Муразов и генерал-губернатор – фигуры условные, благонамеренные в цензурном отношении рупоры наиболее неблагонамеренных в том же смысле авторских мыслей. Речь генерал-губернатора к его подчиненным, которой и должен был кончаться второй том, – это довольно откровенный «урок царям», откровенное обличение полного разложения всей правительственной системы самодержавно-бюрократического режима. Это понял и по достоинству оценил Чернышевский. По его словам, «кто не преклонится перед человеком, последними словами [которого] к нам была эта речь, тот недостоин быть читателем Гоголя».[550
]Такой же «урок царям» преподан автором «Мертвых душ» и «Повестью о капитане Копейкине». Время ее действия точно обозначено: «через шесть лет после французов», т. е. 1819 г. Это время разгара александровской реакции, время Аракчеева и зарождения декабристского движения. Капитан Копейкин – один из тех участников войны 1812 года, которого последовавшая за ней реакция превратила из защитника Отечества в разбойничьего атамана. В повести явно слышится отзвук «Дубровского».
К послевоенному и преддекабристскому времени отнесено действие первых двух томов «Мертвых душ», точно так же как и «Евгения Онегина»! Достаточно сравнить эти две равновеликие энциклопедии русской жизни, чтобы понять, что имел в виду Чернышевский, назвав Гоголя «основоположником критического направления в русской литературе», несмотря на то что «Мертвые души» остались незаконченными. Что же помешало Гоголю их закончить? Этому было много причин. В их числе несомненное и тяжелое нервное расстройство Гоголя, длившееся годами и из года в год усиливавшееся. Им вызвано резкое, мучительное для писателя падение его творческой активности, проявившееся еще в конце 30-х годов. Но оно несомненно связано и с другим: с объективной невозможностью полноценного художественного воплощения замысла «Мертвых душ» во всем объеме его внутренней противоречивости. Бескомпромиссное обличение самодержавно-крепостнического строя, всего, что составляло его реальную действительность, действительность русской жизни того времени в целом, сочетается в замысле «поэмы», равно как и в сознании Гоголя, с неколебимой уверенностью в том, что только этот строй отвечает национальному духу русского народа и спасет Россию от угрозы революционных взрывов, сотрясающих Западную Европу. Об угрозе революционного «бунта» в России и напоминает «Повесть о Копейкине». Есть основания думать, что она написана в качестве самостоятельного произведения и лишь потом была вставлена в «Мертвые души».
9
«Повесть о капитане Копейкине» – это, по существу, последняя из петербургских повестей Гоголя. Одновременно с ней была опубликована другая и также петербургская его повесть – «Шинель» (1839–1842). Обе повести являются разными вариантами одного и того же «сюжета» – угрозы открытого бунта против бесчеловечия бюрократического режима доведенных до отчаяния его жертв. «Шинель» была, по-видимому, первым вариантом, о чем говорит ее очевидная связь с «Записками сумасшедшего». Акакий Акакиевич Башмачкин – такая же жертва порабощенности человека чином, как и Поприщин. Но не в пример Поприщину Башмачкин «вполне доволен своим жребием», жребием «вечного», т. е. навек осужденного быть таковым, «титулярного советника» – нищего, беззащитного, всеми презираемого и обижаемого человеко-чина. Мизерность чина и положения «вечного титулярного советника» обезличила Башмачкина, отождествившего себя, свою человеческую личность и свое человеческое достоинство с «должностью» переписчика казенных бумаг. Ревностное, самозабвенное исполнение этой механической, отупляющей должности составляет для Башмачкина единственный интерес и всепоглощающий смысл его существования.

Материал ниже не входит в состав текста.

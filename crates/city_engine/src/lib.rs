//! # City Engine
//!
//! Scene ingestion, visibility composition and connectivity tracing for an
//! interactive viewer of procedurally generated cities.
//!
//! ## Features
//!
//! - **Scene Loading**: wire-compatible scene documents into an entity registry
//! - **Materials**: named and height-graded palettes behind an explicit context
//! - **Visibility**: independent layer and system toggles
//! - **Route Tracing**: network-filtered breadth-first highlight of connected infrastructure
//! - **Transport**: background fetch from the generator API or a saved file
//!
//! ## Quick Start
//!
//! ```rust,no_run
//! use city_engine::prelude::*;
//!
//! fn main() -> Result<(), Box<dyn std::error::Error>> {
//!     let config = ViewerConfig::default();
//!     let mut viewer = CityViewer::new(config.clone());
//!     viewer.begin_load(Box::new(HttpSceneSource::new(SceneClient::from_config(&config)?)));
//!
//!     let mut backend = HeadlessBackend::new();
//!     while !viewer.tick(0.016, &mut backend) {
//!         if viewer.failure().is_some() {
//!             break;
//!         }
//!         std::thread::sleep(std::time::Duration::from_millis(16));
//!     }
//!     viewer.set_layer("underground_1", true)?;
//!     Ok(())
//! }
//! ```

#![warn(missing_docs)]
#![warn(clippy::all, clippy::pedantic, clippy::nursery)]
#![allow(clippy::module_name_repetitions, clippy::similar_names, clippy::too_many_arguments)]

pub mod core;

pub mod foundation;
pub mod config;
pub mod scene;
pub mod materials;
pub mod visibility;
pub mod routing;
pub mod picking;
pub mod camera;
pub mod client;
pub mod render;
pub mod viewer;

#[cfg(test)]
mod tests;

pub use viewer::{CityViewer, LoadedScene, ViewerError, ViewerPhase, ViewerStats};

/// Common imports for viewer users
pub mod prelude {
    pub use crate::{
        CityViewer, ViewerError, ViewerPhase, ViewerStats,
        camera::{Camera, CameraController, FramingCamera},
        client::{spawn_fetch, FileSceneSource, HttpSceneSource, LoadError, SceneClient, SceneSource},
        config::{Config, ConfigError},
        core::config::ViewerConfig,
        foundation::math::{Mat4, Quat, Transform, Vec3},
        materials::{Material, MaterialContext, MaterialHandle},
        picking::{PickEvent, PointerState, Ray},
        render::{FrameDescriptor, HeadlessBackend, RenderBackend},
        routing::{RouteInfo, RouteTracer, TraceOutcome},
        scene::{Aabb, EntityRegistry, SceneDocument, SceneLoader, SceneState},
        visibility::{VisibilityEngine, VisibilityState},
    };
}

Акакий Акакиевич Башмачкин – безусловно самый ничтожный из всех духовно ничтожных героев Гоголя. Но не раз осмеянное до того самим Гоголем и другими писателями 30-х годов умственное и нравственное убожество мелкого чиновника предстало в «Шинели» крайней степенью забитости и униженности «маленького человека» иерархией чина и, взывая к состраданию, обнажало чудовищный абсурд этой иерархии на всех ее социальных уровнях. Благодаря этому «Шинель» прозвучала для современников защитой и оправданием в «маленьком человеке» Человека, обесчеловеченного нестерпимыми условиями его общественного существования.
Обличение этих условий посредством защиты попранного ими человеческого достоинства падшего человека открывало новую страницу в истории русского реализма, заполненную писателями «натуральной школы», и предвосхищало ее основополагающий и двуединый художественный принцип: «оправдание, – по определению Белинского, – благородной человеческой природы» и «преследование ложных и неразумных основ общественности, искажающей человека, делающей его иногда зверем, а чаще веего бесчувственным и бессильным животным» (9, 175).